▶ Task item: The lines from the start of the records through the one containing "pub fn new(max_bytes: u64)" are to be restated word for word; please include both ends.
(Beginning of Material provided)
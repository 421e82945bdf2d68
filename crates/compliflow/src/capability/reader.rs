use std::fs::File;
use std::io::Read;
use std::path::Path;

use crate::capability::DocumentReader;
use crate::error::CapabilityError;

/// Reads documents from the local filesystem, refusing anything larger
/// than `max_bytes`.
pub struct FsDocumentReader {
    max_bytes: u64,
}

impl FsDocumentReader {
    pub fn new(max_bytes: u64) -> Self {
        Self { max_bytes }
    }
}

impl DocumentReader for FsDocumentReader {
    fn read(&self, path: &Path) -> Result<Vec<u8>, CapabilityError> {
        let read_error = |e| CapabilityError::ReadDocument {
            path: path.to_path_buf(),
            source: e,
        };

        let file = File::open(path).map_err(read_error)?;
        let too_large = |size: u64| CapabilityError::DocumentTooLarge {
            size,
            limit: self.max_bytes,
        };

        let size = file.metadata().map_err(read_error)?.len();
        if size > self.max_bytes {
            return Err(too_large(size));
        }

        // The file may still grow after the metadata check.
        match read_limited(file, self.max_bytes).map_err(read_error)? {
            Some(bytes) => Ok(bytes),
            None => Err(too_large(self.max_bytes.saturating_add(1))),
        }
    }
}

/// Reads at most `limit` bytes. `None` when the source holds more.
fn read_limited(reader: impl Read, limit: u64) -> std::io::Result<Option<Vec<u8>>> {
    let mut bytes = Vec::new();
    reader.take(limit.saturating_add(1)).read_to_end(&mut bytes)?;
    if bytes.len() as u64 > limit {
        return Ok(None);
    }
    Ok(Some(bytes))
}
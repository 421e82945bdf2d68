use std::path::PathBuf;

use serde::{Deserialize, Serialize};

use crate::capability::{
    ControlMapping, DetectionReport, ExtractedText, GapRecord, GeneratedArtifact, RedlineRecord,
};

use super::error::StageError;
use super::stage::Stage;

/// Caller-supplied description of one document to process.
#[derive(Debug, Clone, PartialEq, Eq, Serialize, Deserialize)]
#[serde(rename_all = "camelCase")]
pub struct ProcessingContext {
    pub upload_id: String,
    pub file_path: PathBuf,
    pub user_id: String,
    pub institution_id: String,
    pub document_type: String,
    /// Falls back to the configured default institution type when absent.
    #[serde(default, skip_serializing_if = "Option::is_none")]
    pub institution_type: Option<String>,
}

impl ProcessingContext {
    pub fn new(
        upload_id: impl Into<String>,
        file_path: impl Into<PathBuf>,
        user_id: impl Into<String>,
        institution_id: impl Into<String>,
        document_type: impl Into<String>,
    ) -> Self {
        Self {
            upload_id: upload_id.into(),
            file_path: file_path.into(),
            user_id: user_id.into(),
            institution_id: institution_id.into(),
            document_type: document_type.into(),
            institution_type: None,
        }
    }

    pub fn with_institution_type(mut self, institution_type: impl Into<String>) -> Self {
        self.institution_type = Some(institution_type.into());
        self
    }
}

/// Outputs accumulated by completed stages of one invocation.
#[derive(Debug, Default)]
pub struct StageOutputs {
    // Malware scan: raw bytes of a clean document, released once text
    // extraction consumes them
    pub document: Option<Vec<u8>>,

    // Text extraction
    pub extracted: Option<ExtractedText>,

    // PII detection
    pub detection: Option<DetectionReport>,

    // Framework mapping
    pub mappings: Option<Vec<ControlMapping>>,

    // Gap analysis
    pub gaps: Option<Vec<GapRecord>>,

    // Policy redlining
    pub redlines: Option<Vec<RedlineRecord>>,

    // Artifact generation
    pub artifacts: Option<Vec<GeneratedArtifact>>,
}

impl StageOutputs {
    pub fn text(&self, stage: Stage) -> Result<&str, StageError> {
        self.extracted
            .as_ref()
            .map(|e| e.text.as_str())
            .ok_or(StageError::MissingInput {
                stage,
                needs: Stage::TextExtraction,
            })
    }

    pub fn detection(&self, stage: Stage) -> Result<&DetectionReport, StageError> {
        self.detection.as_ref().ok_or(StageError::MissingInput {
            stage,
            needs: Stage::PiiDetection,
        })
    }

    pub fn mappings(&self, stage: Stage) -> Result<&[ControlMapping], StageError> {
        self.mappings.as_deref().ok_or(StageError::MissingInput {
            stage,
            needs: Stage::FrameworkMapping,
        })
    }

    pub fn gaps(&self, stage: Stage) -> Result<&[GapRecord], StageError> {
        self.gaps.as_deref().ok_or(StageError::MissingInput {
            stage,
            needs: Stage::GapAnalysis,
        })
    }

    pub fn redlines(&self, stage: Stage) -> Result<&[RedlineRecord], StageError> {
        self.redlines.as_deref().ok_or(StageError::MissingInput {
            stage,
            needs: Stage::PolicyRedlining,
        })
    }
}
use std::collections::BTreeMap;

use crate::capability::extract::{DocumentFormat, FormatExtractor};
use crate::capability::ExtractedText;
use crate::error::CapabilityError;

const UTF8_BOM: &[u8] = b"\xEF\xBB\xBF";

pub struct PlainTextExtractor;

impl FormatExtractor for PlainTextExtractor {
    fn extract(&self, bytes: &[u8]) -> Result<ExtractedText, CapabilityError> {
        let bytes = bytes.strip_prefix(UTF8_BOM).unwrap_or(bytes);

        // Invalid sequences are replaced rather than failing the stage.
        let (text, encoding) = match std::str::from_utf8(bytes) {
            Ok(s) => (s.to_string(), "utf-8"),
            Err(_) => (String::from_utf8_lossy(bytes).into_owned(), "utf-8-lossy"),
        };

        let mut metadata = BTreeMap::new();
        metadata.insert("format".to_string(), "text".to_string());
        metadata.insert("encoding".to_string(), encoding.to_string());

        Ok(ExtractedText {
            text,
            page_count: None,
            metadata,
        })
    }

    fn supports(&self, format: DocumentFormat) -> bool {
        matches!(format, DocumentFormat::Text)
    }
}
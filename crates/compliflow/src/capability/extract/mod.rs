pub mod docx;
pub mod pdf;
pub mod text;

use std::path::Path;

use tracing::debug;

use crate::capability::{ExtractedText, TextExtractor};
use crate::error::CapabilityError;
use crate::sanitize;

#[derive(Debug, Clone, Copy, PartialEq, Eq)]
pub enum DocumentFormat {
    Pdf,
    Docx,
    Text,
}

const DOCX_MIME: &str = "application/vnd.openxmlformats-officedocument.wordprocessingml.document";

impl DocumentFormat {
    pub fn from_extension(ext: &str) -> Option<Self> {
        match ext.to_lowercase().as_str() {
            "pdf" => Some(Self::Pdf),
            "docx" => Some(Self::Docx),
            "txt" | "text" | "md" => Some(Self::Text),
            _ => None,
        }
    }

    pub fn from_mime(mime: &str) -> Option<Self> {
        match mime {
            "application/pdf" => Some(Self::Pdf),
            DOCX_MIME => Some(Self::Docx),
            m if m.starts_with("text/") => Some(Self::Text),
            _ => None,
        }
    }

    /// Guess the format from magic bytes when the path gives no hint.
    pub fn sniff(bytes: &[u8]) -> Option<Self> {
        if bytes.starts_with(b"%PDF-") {
            Some(Self::Pdf)
        } else if bytes.starts_with(b"PK\x03\x04") {
            Some(Self::Docx)
        } else if std::str::from_utf8(bytes).is_ok() {
            Some(Self::Text)
        } else {
            None
        }
    }

    /// Resolution order: extension, guessed MIME type, content sniffing.
    pub fn detect(path: &Path, bytes: &[u8]) -> Option<Self> {
        let extension = path.extension().and_then(|e| e.to_str());

        if let Some(format) = extension.and_then(Self::from_extension) {
            return Some(format);
        }

        if let Some(mime) = mime_guess::from_path(path).first() {
            if let Some(format) = Self::from_mime(mime.essence_str()) {
                return Some(format);
            }
        }

        if extension.is_none() {
            return Self::sniff(bytes);
        }

        None
    }
}

pub trait FormatExtractor: Send + Sync {
    fn extract(&self, bytes: &[u8]) -> Result<ExtractedText, CapabilityError>;
    fn supports(&self, format: DocumentFormat) -> bool;
}

/// Routes a document to the extractor for its format.
pub struct ExtractorRegistry {
    extractors: Vec<Box<dyn FormatExtractor>>,
}

impl ExtractorRegistry {
    pub fn new() -> Self {
        Self {
            extractors: vec![
                Box::new(text::PlainTextExtractor),
                Box::new(pdf::PdfExtractor),
                Box::new(docx::DocxExtractor),
            ],
        }
    }
}

impl Default for ExtractorRegistry {
    fn default() -> Self {
        Self::new()
    }
}

impl TextExtractor for ExtractorRegistry {
    fn extract(&self, path: &Path, bytes: &[u8]) -> Result<ExtractedText, CapabilityError> {
        let format = DocumentFormat::detect(path, bytes).ok_or_else(|| {
            CapabilityError::UnsupportedFormat(
                path.extension()
                    .and_then(|e| e.to_str())
                    .unwrap_or("unknown")
                    .to_string(),
            )
        })?;

        debug!(
            file = %sanitize::redact_path(path),
            format = ?format,
            "Routing document to extractor"
        );

        for extractor in &self.extractors {
            if extractor.supports(format) {
                return extractor.extract(bytes);
            }
        }

        Err(CapabilityError::UnsupportedFormat(format!("{:?}", format)))
    }
}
(End of Material provided)
▶ Output of the exercise:
repository 421e82945bdf2d68
filename crates/compliflow/src/capability/reader.rs
use std::fs::File;
use std::io::Read;
use std::path::Path;

use crate::capability::DocumentReader;
use crate::error::CapabilityError;

/// Reads documents from the local filesystem, refusing anything larger
/// than `max_bytes`.
pub struct FsDocumentReader {
    max_bytes: u64,
}

impl FsDocumentReader {
    pub fn new(max_bytes: u64) -> Self {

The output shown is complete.